Uciekinier.

29 14 0
                                    

Anastazja obejmowała mnie mocno, a ja zastygłem w zupełnym osłupieniu. Nie rozumiałem, co tak właściwie się działo. Ukazałem jej moje najgorsze oblicze, bezwzględnego i okrutnego drapieżnika. Może nadal była w szoku i nie pojęła jeszcze tego, jak bliski byłem jej zagryzienia?

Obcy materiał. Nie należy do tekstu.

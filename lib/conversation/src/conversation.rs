//! Conversation records.

use crate::message::{Message, Sender};
use crate::metadata::Metadata;
use chrono::{DateTime, Utc};
use courier_core::{ConversationId, UserId};
use serde::{Deserialize, Serialize};

/// Title given to a conversation before any user message arrives.
pub const DEFAULT_TITLE: &str = "New conversation";

/// Maximum length of a derived title, in characters.
pub const TITLE_MAX_CHARS: usize = 50;

/// A thread of messages between one user and one agent/channel.
#[derive(Debug, Clone, PartialEq, Serialize, Deserialize)]
pub struct Conversation {
    /// Unique conversation identifier. Immutable.
    pub id: ConversationId,
    /// The user who owns this conversation.
    pub user_id: UserId,
    /// Agent answering in this conversation, if any.
    #[serde(default)]
    pub agent_id: Option<String>,
    /// Originating channel type (e.g. "webapi", "wechat").
    #[serde(default)]
    pub channel: String,
    /// Channel-specific conversation ID.
    #[serde(default)]
    pub channel_id: String,
    /// Display title.
    pub title: String,
    /// Set once the title was chosen explicitly; derivation no longer applies.
    #[serde(default)]
    pub title_pinned: bool,
    /// Messages in append order.
    pub messages: Vec<Message>,
    /// Free-form conversation context.
    #[serde(default)]
    pub context: Metadata,
    /// Content of the most recent message.
    #[serde(default)]
    pub last_message: String,
    /// When the conversation was created.
    pub created_at: DateTime<Utc>,
    /// When the conversation last changed.
    pub updated_at: DateTime<Utc>,
}

impl Conversation {
    /// Creates an empty conversation.
    #[must_use]
    pub fn new(
        user_id: UserId,
        agent_id: Option<String>,
        channel: impl Into<String>,
        channel_id: impl Into<String>,
    ) -> Self {
        let now = Utc::now();
        Self {
            id: ConversationId::new(),
            user_id,
            agent_id,
            channel: channel.into(),
            channel_id: channel_id.into(),
            title: DEFAULT_TITLE.to_string(),
            title_pinned: false,
            messages: Vec::new(),
            context: Metadata::new(),
            last_message: String::new(),
            created_at: now,
            updated_at: now,
        }
    }

    /// Appends a message and updates the summary fields.
    ///
    /// The first user message names the conversation unless the title was
    /// set explicitly.
    pub fn append(&mut self, message: Message) {
        let first_from_user = message.sender == Sender::User
            && !self.messages.iter().any(Message::is_from_user);

        if first_from_user && !self.title_pinned {
            self.title = derive_title(&message.content);
        }

        self.last_message.clone_from(&message.content);
        self.updated_at = message.created_at.max(self.updated_at);
        self.messages.push(message);
    }

    /// Sets the title explicitly.
    pub fn rename(&mut self, title: impl Into<String>) {
        self.title = title.into();
        self.title_pinned = true;
        self.updated_at = Utc::now();
    }

    /// Returns a window of messages without ever indexing out of range.
    ///
    /// `offset` is clamped to the message count; a `limit` of zero or less,
    /// or one reaching past the end, returns everything from `offset` on.
    #[must_use]
    pub fn page(&self, limit: i64, offset: i64) -> &[Message] {
        let len = self.messages.len();
        let start = usize::try_from(offset.max(0)).unwrap_or(usize::MAX).min(len);
        let remaining = len - start;
        let take = match usize::try_from(limit) {
            Ok(limit) if limit > 0 && limit < remaining => limit,
            _ => remaining,
        };
        &self.messages[start..start + take]
    }

    /// Returns the number of messages.
    #[must_use]
    pub fn message_count(&self) -> usize {
        self.messages.len()
    }
}

/// Derives a title from message content, truncating to [`TITLE_MAX_CHARS`].
#[must_use]
pub fn derive_title(content: &str) -> String {
    if content.chars().count() <= TITLE_MAX_CHARS {
        return content.to_string();
    }
    let mut title: String = content.chars().take(TITLE_MAX_CHARS - 1).collect();
    title.push('…');
    title
}
//! Conversational backend boundary.
//!
//! The backend turns a user's message into the agent's reply. Its internals
//! (LLM, workflow, rules) live elsewhere; this crate only needs the reply.

use crate::error::BackendError;
use async_trait::async_trait;
use courier_core::ConversationId;

/// Produces replies to inbound user messages.
#[async_trait]
pub trait ConversationalBackend: Send + Sync {
    /// Returns the reply text for `content` in the given conversation.
    async fn reply(
        &self,
        conversation_id: ConversationId,
        content: &str,
    ) -> Result<String, BackendError>;
}

/// Backend that acknowledges every message by echoing it.
///
/// Used when no real backend is configured.
#[derive(Debug, Clone, Copy, Default)]
pub struct EchoBackend;

#[async_trait]
impl ConversationalBackend for EchoBackend {
    async fn reply(
        &self,
        _conversation_id: ConversationId,
        content: &str,
    ) -> Result<String, BackendError> {
        Ok(format!("Received: {content}"))
    }
}

#[cfg(test)]
mod tests {
    use super::*;

    #[tokio::test]
    async fn echo_backend_acknowledges() {
        let reply = EchoBackend
            .reply(ConversationId::new(), "ping")
            .await
            .expect("echo never fails");
        assert_eq!(reply, "Received: ping");
    }
}
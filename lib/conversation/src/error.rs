//! Error types for the conversation crate.
//!
//! Errors are designed for layered context using rootcause:
//! - `DurableCacheError`: failures of the remote, TTL-bound cache tier
//! - `BackendError`: failures of the conversational backend
//! - `ConversationError`: what service callers see, wrapped in a `Report`

use std::fmt;

/// High-level conversation errors.
///
/// Every fallible store and service operation reports one of these as its
/// current context; the HTTP layer maps them to status codes.
#[derive(Debug, Clone, PartialEq, Eq)]
pub enum ConversationError {
    /// The conversation is absent from both cache tiers.
    NotFound { id: String },
    /// A required field is missing or malformed.
    Validation { reason: String },
    /// The durable tier or the conversational backend failed.
    Upstream { reason: String },
    /// A transport read or write failed.
    Connection { reason: String },
}

impl ConversationError {
    /// Shorthand for a not-found error on a conversation ID.
    pub fn not_found(id: impl ToString) -> Self {
        Self::NotFound { id: id.to_string() }
    }

    /// Shorthand for a validation error.
    pub fn validation(reason: impl Into<String>) -> Self {
        Self::Validation {
            reason: reason.into(),
        }
    }
}

impl fmt::Display for ConversationError {
    fn fmt(&self, f: &mut fmt::Formatter<'_>) -> fmt::Result {
        match self {
            Self::NotFound { id } => write!(f, "conversation not found: {id}"),
            Self::Validation { reason } => write!(f, "invalid request: {reason}"),
            Self::Upstream { reason } => write!(f, "upstream failure: {reason}"),
            Self::Connection { reason } => write!(f, "connection failure: {reason}"),
        }
    }
}

impl std::error::Error for ConversationError {}

/// Errors from the durable cache tier.
#[derive(Debug, Clone, PartialEq, Eq)]
pub enum DurableCacheError {
    /// The cache could not be reached or set up.
    ConnectionFailed { message: String },
    /// A read, write or delete failed.
    OperationFailed { key: String, message: String },
    /// A stored value could not be encoded or decoded.
    Serialization { key: String, message: String },
}

impl fmt::Display for DurableCacheError {
    fn fmt(&self, f: &mut fmt::Formatter<'_>) -> fmt::Result {
        match self {
            Self::ConnectionFailed { message } => {
                write!(f, "durable cache connection failed: {message}")
            }
            Self::OperationFailed { key, message } => {
                write!(f, "durable cache operation on '{key}' failed: {message}")
            }
            Self::Serialization { key, message } => {
                write!(f, "durable cache value '{key}' is malformed: {message}")
            }
        }
    }
}

impl std::error::Error for DurableCacheError {}

/// Errors from the conversational backend.
#[derive(Debug, Clone, PartialEq, Eq)]
pub enum BackendError {
    /// The backend is not reachable.
    Unavailable { message: String },
}

impl fmt::Display for BackendError {
    fn fmt(&self, f: &mut fmt::Formatter<'_>) -> fmt::Result {
        match self {
            Self::Unavailable { message } => write!(f, "backend unavailable: {message}"),
        }
    }
}

impl std::error::Error for BackendError {}

#[cfg(test)]
mod tests {
    use super::*;

    #[test]
    fn conversation_error_display() {
        let err = ConversationError::not_found("conv_123");
        assert!(err.to_string().contains("conversation not found"));
        assert!(err.to_string().contains("conv_123"));
    }

    #[test]
    fn durable_error_display() {
        let err = DurableCacheError::OperationFailed {
            key: "conversation:conv_1".to_string(),
            message: "timeout".to_string(),
        };
        assert!(err.to_string().contains("conversation:conv_1"));
        assert!(err.to_string().contains("timeout"));
    }

    #[test]
    fn backend_error_display() {
        let err = BackendError::Unavailable {
            message: "connection refused".to_string(),
        };
        assert!(err.to_string().contains("connection refused"));
    }
}
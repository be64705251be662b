//! Conversation sessions and live delivery for courier.
//!
//! This crate provides:
//!
//! - **Session Store**: process-local conversation cache mirrored to a
//!   durable, TTL-bound tier
//! - **Message Service**: the only writer of conversation state
//! - **Hub**: coordinator task that owns the live-connection registry and
//!   fans messages out
//! - **Connection loops**: transport-agnostic inbound/outbound protocol loops

pub mod backend;
pub mod connection;
pub mod conversation;
pub mod durable;
pub mod error;
pub mod hub;
pub mod message;
pub mod metadata;
pub mod nats;
pub mod service;
pub mod store;

pub use backend::{ConversationalBackend, EchoBackend};
pub use connection::{
    Connection, ConnectionState, DEFAULT_MAILBOX_CAPACITY, Frame, InboundEnvelope,
    KEEPALIVE_INTERVAL, MailboxReceiver, MailboxSender, run_inbound, run_outbound,
};
pub use conversation::{Conversation, DEFAULT_TITLE, TITLE_MAX_CHARS, derive_title};
pub use durable::{CONVERSATION_TTL, DurableCache, InMemoryDurableCache, conversation_key};
pub use error::{BackendError, ConversationError, DurableCacheError};
pub use hub::{DEFAULT_COMMAND_BUFFER, Hub};
pub use message::{Message, MessageType, NewMessage, Sender};
pub use metadata::{Metadata, MetadataValue};
pub use nats::{NatsCacheConfig, NatsKvCache};
pub use service::MessageService;
pub use store::{SessionStore, StoreResult};
//! Shared application state.

use courier_channel::ChannelRegistry;
use courier_conversation::{Hub, MessageService};
use std::sync::Arc;
use std::time::Duration;

/// State shared by every handler.
pub struct AppState {
    /// Conversation operations.
    pub service: Arc<MessageService>,
    /// Live-connection hub.
    pub hub: Hub,
    /// Webhook adapters.
    pub channels: ChannelRegistry,
    /// Outbound mailbox capacity for new WebSocket connections.
    pub mailbox_capacity: usize,
    /// Keep-alive interval for WebSocket connections.
    pub keepalive: Duration,
}

impl AppState {
    /// Creates application state.
    pub fn new(
        service: Arc<MessageService>,
        hub: Hub,
        channels: ChannelRegistry,
        mailbox_capacity: usize,
        keepalive: Duration,
    ) -> Self {
        Self {
            service,
            hub,
            channels,
            mailbox_capacity,
            keepalive,
        }
    }
}
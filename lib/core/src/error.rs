//! Error handling foundation for courier.
//!
//! This module provides only the `Result` type alias using rootcause.
//! Each crate defines its own domain-specific error types in its own
//! error module; `?` lifts them into a `Report` as they propagate.

use rootcause::Report;

/// A Result type alias using rootcause's Report for error handling.
pub type Result<T, C = ()> = std::result::Result<T, Report<C>>;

Dlaczego moje obcowanie z ludźmi zawsze musiało się tak kończyć? Tym razem udało mi się wyrwać z szału, ale czy dam radę, jeśli wydarzy się to ponownie?

– To wszystko moja wina – oznajmiła kobieta, głośno przełykając gulę w gardle. – Przepraszam! Tak bardzo cię przepraszam...

Trwaliśmy tak przez dłuższą chwilę, ona szlochając niekontrolowanie w moje futro, ja za to zupełnie skołowany jej reakcją. W końcu Anastazja puściła mnie i się odsunęła, twarz i ubranie kobiety zaplamione były krwią koczowników. Wytarła oczy rękawem bluzki i spojrzała prosto na mnie, lecz nie dostrzegłem w jej wzroku strachu.

Dlaczego?!

– Na Stworzycieli... – wymamrotała drżącym głosem. – Jesteś cały?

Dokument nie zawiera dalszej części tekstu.